In 1993, cognitive scientist Don Norman joined Apple Computer as an Apple Fellow, a position that granted him freedom to roam the company and assess its products.1 After months of observation, he concluded that Apple's reputation for ease of use was eroding. He recruited two colleagues from the Advanced Technology Group, Tom Erickson and Harry Saddler, and together they formed a unit they called the User Experience Architect's Office.
Norman took the title User Experience Architect, making him the first person to carry the phrase "user experience" in a job title.2 He chose the term deliberately. "I invented the term because I thought human interface and usability were too narrow," he later explained. "I wanted to cover all aspects of the person's experience with a system, including industrial design, graphics, the interface, the physical interaction, and the manual."3
Norman had published The Design of Everyday Things in 1988, a book that became foundational to the field of human-centered design.4 His earlier academic work at the University of California, San Diego had focused on cognitive science, and his 1986 book User Centered System Design, co-edited with Stephen Draper, contained what may be the earliest use of the phrase "user experience" in print, written by contributor Brenda Laurel.5
In 1998, Norman and Jakob Nielsen founded the Nielsen Norman Group, a consulting firm dedicated to evidence-based approaches to user experience.6 By then, the web had created an entirely new category of digital products, and the demand for people who could design them around human behavior was accelerating.
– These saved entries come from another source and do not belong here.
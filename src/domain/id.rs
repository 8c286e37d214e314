//! Domain identifier types with proper encapsulation.

use std::fmt;

use serde::{Deserialize, Serialize};

/// Provider identifier - newtype for type safety.
///
/// The inner String is private to ensure all construction goes through
/// the defined constructors.
#[derive(Debug, Clone, PartialEq, Eq, PartialOrd, Ord, Hash, Serialize, Deserialize)]
pub struct ProviderId(String);

impl ProviderId {
    /// Create a new `ProviderId` from a string.
    pub fn new(id: impl Into<String>) -> Self {
        Self(id.into())
    }

    /// Get the provider name as a string slice.
    #[must_use]
    pub fn as_str(&self) -> &str {
        &self.0
    }

    /// Lookup key used for reliability priors: lowercase ASCII alphanumerics only.
    ///
    /// `"Lambda Labs"`, `"lambda_labs"` and `"LambdaLabs"` share the key `lambdalabs`.
    #[must_use]
    pub fn lookup_key(&self) -> String {
        provider_key(&self.0)
    }
}

impl fmt::Display for ProviderId {
    fn fmt(&self, f: &mut fmt::Formatter<'_>) -> fmt::Result {
        write!(f, "{}", self.0)
    }
}

impl From<String> for ProviderId {
    fn from(s: String) -> Self {
        Self::new(s)
    }
}

impl From<&str> for ProviderId {
    fn from(s: &str) -> Self {
        Self::new(s)
    }
}

/// GPU model identifier - newtype for type safety.
///
/// Holds whatever name the data source used until normalization rewrites it
/// to the canonical spec-table model name.
#[derive(Debug, Clone, PartialEq, Eq, PartialOrd, Ord, Hash, Serialize, Deserialize)]
pub struct ModelId(String);

impl ModelId {
    /// Create a new `ModelId` from a string.
    pub fn new(id: impl Into<String>) -> Self {
        Self(id.into())
    }

    /// Get the model name as a string slice.
    #[must_use]
    pub fn as_str(&self) -> &str {
        &self.0
    }
}

impl fmt::Display for ModelId {
    fn fmt(&self, f: &mut fmt::Formatter<'_>) -> fmt::Result {
        write!(f, "{}", self.0)
    }
}

impl From<String> for ModelId {
    fn from(s: String) -> Self {
        Self::new(s)
    }
}

impl From<&str> for ModelId {
    fn from(s: &str) -> Self {
        Self::new(s)
    }
}

pub(crate) fn provider_key(name: &str) -> String {
    name.chars()
        .filter(char::is_ascii_alphanumeric)
        .map(|c| c.to_ascii_lowercase())
        .collect()
}

#[cfg(test)]
mod tests {
    use super::*;

    #[test]
    fn provider_lookup_key_ignores_case_and_separators() {
        assert_eq!(ProviderId::from("Lambda Labs").lookup_key(), "lambdalabs");
        assert_eq!(ProviderId::from("lambda_labs").lookup_key(), "lambdalabs");
        assert_eq!(ProviderId::from("AWS").lookup_key(), "aws");
    }

    #[test]
    fn ids_serialize_as_plain_strings() {
        let json = serde_json::to_string(&ModelId::from("A100")).unwrap();
        assert_eq!(json, "\"A100\"");

        let provider: ProviderId = serde_json::from_str("\"RunPod\"").unwrap();
        assert_eq!(provider.as_str(), "RunPod");
    }
}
The title "UX Designer" entered job postings across the technology industry and spread from there into finance, healthcare, government, and retail.
Bell Labs had hired its first psychologist to design telephone systems in 1945.7 Henry Dreyfuss published Designing for People in 1955, arguing that friction between a product and its user represented a design failure. Norman gave a name and a job title to the discipline those predecessors had practiced without one.